━━━━━ DATA SUPPLIED ━━━━━
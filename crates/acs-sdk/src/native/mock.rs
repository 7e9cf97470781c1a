//! In-process simulation of the vendor library
//!
//! Devices are registered by `ip:port`. Login checks credentials, the event
//! stream replays the device's event log filtered by the requested window, and
//! device search reports every reachable device. Failure toggles let tests
//! drive each error path of the gateway.

use std::collections::{HashMap, VecDeque};
use std::net::IpAddr;
use std::path::PathBuf;
use std::sync::atomic::{AtomicU32, Ordering};
use std::sync::Arc;

use parking_lot::Mutex;

use super::ffi::{
    self, AcsEventCond, AcsEventRecord, DeviceInfoV40, LocalSdkPath, RawEvent, SadpDeviceList,
    UserLoginInfo, NET_DVR_GET_ACS_EVENT, NET_SDK_GET_NEXT_STATUS_FAILED,
    NET_SDK_GET_NEXT_STATUS_FINISH, NET_SDK_GET_NEXT_STATUS_NEED_WAIT,
    NET_SDK_GET_NEXT_STATUS_SUCCESS,
};
use super::{LoadedSdk, NativeSdk, SdkLoader};
use crate::codes::SdkErrorCode;
use crate::config::{Credentials, MockSdkConfig};
use crate::error::SdkResult;

/// A simulated device
#[derive(Debug, Clone)]
pub struct MockDeviceSpec {
    pub ip: IpAddr,
    pub port: u16,
    pub serial_number: String,
    pub model: String,
    pub name: String,
    pub username: String,
    pub password: String,
}

impl MockDeviceSpec {
    pub fn new(ip: IpAddr, port: u16, serial_number: impl Into<String>) -> Self {
        Self {
            ip,
            port,
            serial_number: serial_number.into(),
            model: "DS-K1T671M".to_string(),
            name: "Access Controller".to_string(),
            username: "admin".to_string(),
            password: "12345".to_string(),
        }
    }

    pub fn with_credentials(mut self, username: &str, password: &str) -> Self {
        self.username = username.to_string();
        self.password = password.to_string();
        self
    }

    pub fn with_model(mut self, model: &str) -> Self {
        self.model = model.to_string();
        self
    }

    pub fn with_name(mut self, name: &str) -> Self {
        self.name = name.to_string();
        self
    }
}

/// Native calls observed by the mock, in call order
#[derive(Debug, Clone, PartialEq, Eq)]
pub enum MockCall {
    Init,
    Cleanup,
    Login { ip: IpAddr, port: u16, handle: i32 },
    Logout { handle: i32 },
    StartStream { user_id: i32, handle: i32 },
    StopStream { handle: i32 },
    Search { user_id: i32 },
}

struct DeviceState {
    spec: MockDeviceSpec,
    reachable: bool,
    lock_remaining_secs: Option<u32>,
    events: Vec<RawEvent>,
    waits_before_data: u32,
    stream_fails: bool,
}

struct StreamState {
    records: VecDeque<RawEvent>,
    waits_remaining: u32,
    fails: bool,
}

#[derive(Default)]
struct State {
    initialized: bool,
    component_path: Option<String>,
    devices: HashMap<(IpAddr, u16), DeviceState>,
    sessions: HashMap<i32, (IpAddr, u16)>,
    streams: HashMap<i32, StreamState>,
    next_user_id: i32,
    next_stream: i32,
    last_error: u32,
    calls: Vec<MockCall>,
    init_failures: u32,
    logout_fails: bool,
    search_fails: bool,
}

/// Simulated vendor library
#[derive(Default)]
pub struct MockSdk {
    state: Mutex<State>,
}

impl MockSdk {
    pub fn new() -> Self {
        Self::default()
    }

    /// Mock library populated from configuration
    pub fn from_config(config: &MockSdkConfig, credentials: &Credentials) -> Self {
        let sdk = Self::new();
        for device in &config.devices {
            sdk.add_device(
                MockDeviceSpec::new(device.ip, device.port, device.serial_number.clone())
                    .with_model(&device.model)
                    .with_credentials(&credentials.username, &credentials.password),
            );
        }
        sdk
    }

    pub fn with_device(self, spec: MockDeviceSpec) -> Self {
        self.add_device(spec);
        self
    }

    pub fn add_device(&self, spec: MockDeviceSpec) {
        self.state.lock().devices.insert(
            (spec.ip, spec.port),
            DeviceState {
                spec,
                reachable: true,
                lock_remaining_secs: None,
                events: Vec::new(),
                waits_before_data: 0,
                stream_fails: false,
            },
        );
    }

    /// Append an event to a device's log
    pub fn push_event(&self, ip: IpAddr, port: u16, event: RawEvent) {
        if let Some(device) = self.state.lock().devices.get_mut(&(ip, port)) {
            device.events.push(event);
        }
    }

    pub fn set_reachable(&self, ip: IpAddr, port: u16, reachable: bool) {
        if let Some(device) = self.state.lock().devices.get_mut(&(ip, port)) {
            device.reachable = reachable;
        }
    }

    /// Lock the account; logins fail with the remaining time reported
    pub fn lock_account(&self, ip: IpAddr, port: u16, remaining_secs: u32) {
        if let Some(device) = self.state.lock().devices.get_mut(&(ip, port)) {
            device.lock_remaining_secs = Some(remaining_secs);
        }
    }

    /// "No data yet" answers each new stream gives before its first record
    pub fn set_stream_waits(&self, ip: IpAddr, port: u16, waits: u32) {
        if let Some(device) = self.state.lock().devices.get_mut(&(ip, port)) {
            device.waits_before_data = waits;
        }
    }

    pub fn set_stream_fails(&self, ip: IpAddr, port: u16, fails: bool) {
        if let Some(device) = self.state.lock().devices.get_mut(&(ip, port)) {
            device.stream_fails = fails;
        }
    }

    /// The next `count` init calls fail
    pub fn fail_next_inits(&self, count: u32) {
        self.state.lock().init_failures = count;
    }

    pub fn set_logout_fails(&self, fails: bool) {
        self.state.lock().logout_fails = fails;
    }

    pub fn set_search_fails(&self, fails: bool) {
        self.state.lock().search_fails = fails;
    }

    pub fn is_initialized(&self) -> bool {
        self.state.lock().initialized
    }

    pub fn component_path(&self) -> Option<String> {
        self.state.lock().component_path.clone()
    }

    /// Sessions the library still considers open
    pub fn open_sessions(&self) -> usize {
        self.state.lock().sessions.len()
    }

    /// Streams not yet stopped
    pub fn open_streams(&self) -> usize {
        self.state.lock().streams.len()
    }

    pub fn calls(&self) -> Vec<MockCall> {
        self.state.lock().calls.clone()
    }

    pub fn count_calls(&self, matches: impl Fn(&MockCall) -> bool) -> usize {
        self.state.lock().calls.iter().filter(|c| matches(c)).count()
    }

    fn fail(state: &mut State, code: SdkErrorCode) {
        state.last_error = code.into();
    }
}

impl NativeSdk for MockSdk {
    fn set_component_path(&self, path: &LocalSdkPath) -> bool {
        self.state.lock().component_path = Some(path.dir());
        true
    }

    fn init(&self) -> bool {
        let mut state = self.state.lock();
        state.calls.push(MockCall::Init);
        if state.init_failures > 0 {
            state.init_failures -= 1;
            Self::fail(&mut state, SdkErrorCode::LoadComponentFailed);
            return false;
        }
        state.initialized = true;
        state.last_error = 0;
        true
    }

    fn cleanup(&self) -> bool {
        let mut state = self.state.lock();
        state.calls.push(MockCall::Cleanup);
        state.initialized = false;
        state.sessions.clear();
        state.streams.clear();
        true
    }

    fn last_error(&self) -> u32 {
        self.state.lock().last_error
    }

    fn login(&self, info: &UserLoginInfo, device: &mut DeviceInfoV40) -> i32 {
        let mut state = self.state.lock();
        if !state.initialized {
            Self::fail(&mut state, SdkErrorCode::NotInitialized);
            return -1;
        }

        let Ok(ip) = info.address().parse::<IpAddr>() else {
            Self::fail(&mut state, SdkErrorCode::ParameterError);
            return -1;
        };
        let key = (ip, info.port);

        let (serial, lock) = match state.devices.get(&key) {
            Some(d) if d.reachable => {
                if info.user() != d.spec.username {
                    (Err(SdkErrorCode::UserNotExist), None)
                } else if let Some(remaining) = d.lock_remaining_secs {
                    (Err(SdkErrorCode::UserLocked), Some(remaining))
                } else if info.secret() != d.spec.password {
                    (Err(SdkErrorCode::PasswordError), None)
                } else {
                    (Ok(d.spec.serial_number.clone()), None)
                }
            }
            _ => (Err(SdkErrorCode::NetworkConnectFailed), None),
        };

        match serial {
            Ok(serial) => {
                let handle = state.next_user_id;
                state.next_user_id += 1;
                state.sessions.insert(handle, key);
                state.calls.push(MockCall::Login {
                    ip,
                    port: info.port,
                    handle,
                });
                // Serial numbers are ASCII and well under the field size
                let _ = ffi::encode_cstr(&mut device.serial_number, &serial, "serial");
                state.last_error = 0;
                handle
            }
            Err(code) => {
                if let Some(remaining) = lock {
                    device.surplus_lock_time = remaining;
                }
                Self::fail(&mut state, code);
                -1
            }
        }
    }

    fn logout(&self, user_id: i32) -> bool {
        let mut state = self.state.lock();
        state.calls.push(MockCall::Logout { handle: user_id });
        if state.logout_fails {
            Self::fail(&mut state, SdkErrorCode::NetworkSendError);
            return false;
        }
        if state.sessions.remove(&user_id).is_none() {
            Self::fail(&mut state, SdkErrorCode::OrderError);
            return false;
        }
        true
    }

    fn start_remote_config(&self, user_id: i32, command: u32, cond: &AcsEventCond) -> i32 {
        let mut state = self.state.lock();
        if command != NET_DVR_GET_ACS_EVENT {
            Self::fail(&mut state, SdkErrorCode::NotSupported);
            return -1;
        }
        let Some(key) = state.sessions.get(&user_id).copied() else {
            Self::fail(&mut state, SdkErrorCode::OrderError);
            return -1;
        };

        let from = cond.start_time.to_utc();
        let to = cond.end_time.to_utc();
        let Some(device) = state.devices.get(&key) else {
            Self::fail(&mut state, SdkErrorCode::NetworkConnectFailed);
            return -1;
        };
        if !device.reachable {
            Self::fail(&mut state, SdkErrorCode::NetworkConnectFailed);
            return -1;
        }

        let records = device
            .events
            .iter()
            .filter(|e| match (e.occurred_at, from, to) {
                (Some(at), Some(from), Some(to)) => at >= from && at <= to,
                _ => true,
            })
            .cloned()
            .collect();
        let stream = StreamState {
            records,
            waits_remaining: device.waits_before_data,
            fails: device.stream_fails,
        };

        let handle = state.next_stream;
        state.next_stream += 1;
        state.streams.insert(handle, stream);
        state.calls.push(MockCall::StartStream { user_id, handle });
        handle
    }

    fn get_next_remote_config(&self, handle: i32, record: &mut AcsEventRecord) -> i32 {
        let mut state = self.state.lock();
        let Some(stream) = state.streams.get_mut(&handle) else {
            Self::fail(&mut state, SdkErrorCode::OrderError);
            return NET_SDK_GET_NEXT_STATUS_FAILED;
        };

        if stream.fails {
            Self::fail(&mut state, SdkErrorCode::NetworkRecvTimeout);
            return NET_SDK_GET_NEXT_STATUS_FAILED;
        }
        if stream.waits_remaining > 0 {
            stream.waits_remaining -= 1;
            return NET_SDK_GET_NEXT_STATUS_NEED_WAIT;
        }

        match stream.records.pop_front() {
            Some(event) => {
                *record = AcsEventRecord::empty();
                record.major = event.major;
                record.minor = event.minor;
                if let Some(at) = event.occurred_at {
                    record.time = at.into();
                }
                record.detail.door_no = event.door_no;
                record.detail.serial_no = event.serial_no;
                let _ = ffi::encode_cstr(&mut record.detail.card_no, &event.card_no, "card");
                let _ = ffi::encode_cstr(
                    &mut record.detail.employee_no_string,
                    &event.employee_no,
                    "employee",
                );
                NET_SDK_GET_NEXT_STATUS_SUCCESS
            }
            None => NET_SDK_GET_NEXT_STATUS_FINISH,
        }
    }

    fn stop_remote_config(&self, handle: i32) -> bool {
        let mut state = self.state.lock();
        state.calls.push(MockCall::StopStream { handle });
        state.streams.remove(&handle).is_some()
    }

    fn search_devices(&self, user_id: i32, list: &mut SadpDeviceList) -> bool {
        let mut state = self.state.lock();
        state.calls.push(MockCall::Search { user_id });
        if state.search_fails {
            Self::fail(&mut state, SdkErrorCode::NotSupported);
            return false;
        }
        if !state.sessions.contains_key(&user_id) {
            Self::fail(&mut state, SdkErrorCode::OrderError);
            return false;
        }

        let mut devices: Vec<&DeviceState> =
            state.devices.values().filter(|d| d.reachable).collect();
        devices.sort_by_key(|d| (d.spec.ip, d.spec.port));

        let mut count = 0;
        for (slot, device) in list.devices.iter_mut().zip(devices) {
            *slot = ffi::SadpDevice::empty();
            let _ = ffi::encode_cstr(&mut slot.ipv4, &device.spec.ip.to_string(), "ip");
            slot.port = device.spec.port;
            let _ = ffi::encode_cstr(&mut slot.serial_number, &device.spec.serial_number, "serial");
            let _ = ffi::encode_cstr(&mut slot.device_type, &device.spec.model, "model");
            let _ = ffi::encode_cstr(&mut slot.device_name, &device.spec.name, "name");
            slot.activated = 1;
            count += 1;
        }
        list.count = count;
        true
    }
}

/// Loader handing out a shared [`MockSdk`]
pub struct MockLoader {
    sdk: Arc<MockSdk>,
    loads: AtomicU32,
}

impl MockLoader {
    pub fn new(sdk: Arc<MockSdk>) -> Self {
        Self {
            sdk,
            loads: AtomicU32::new(0),
        }
    }

    /// Number of times the library was "loaded"
    pub fn load_count(&self) -> u32 {
        self.loads.load(Ordering::SeqCst)
    }
}

impl SdkLoader for MockLoader {
    fn load(&self, _search_dirs: &[PathBuf]) -> SdkResult<LoadedSdk> {
        self.loads.fetch_add(1, Ordering::SeqCst);
        Ok(LoadedSdk {
            sdk: self.sdk.clone(),
            location: None,
        })
    }
}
━━━━━
## TASK INSTRUCTIONS:
Look above for the line holding "pub fn is_initialized(&self)", then set down exactly that line and every line after it up to and including the line holding "if state.init_failures >", with nothing else.

## SOLUTION FOR THIS TASK:
    pub fn is_initialized(&self) -> bool {
        self.state.lock().initialized
    }

    pub fn component_path(&self) -> Option<String> {
        self.state.lock().component_path.clone()
    }

    /// Sessions the library still considers open
    pub fn open_sessions(&self) -> usize {
        self.state.lock().sessions.len()
    }

    /// Streams not yet stopped
    pub fn open_streams(&self) -> usize {
        self.state.lock().streams.len()
    }

    pub fn calls(&self) -> Vec<MockCall> {
        self.state.lock().calls.clone()
    }

    pub fn count_calls(&self, matches: impl Fn(&MockCall) -> bool) -> usize {
        self.state.lock().calls.iter().filter(|c| matches(c)).count()
    }

    fn fail(state: &mut State, code: SdkErrorCode) {
        state.last_error = code.into();
    }
}

impl NativeSdk for MockSdk {
    fn set_component_path(&self, path: &LocalSdkPath) -> bool {
        self.state.lock().component_path = Some(path.dir());
        true
    }

    fn init(&self) -> bool {
        let mut state = self.state.lock();
        state.calls.push(MockCall::Init);
        if state.init_failures > 0 {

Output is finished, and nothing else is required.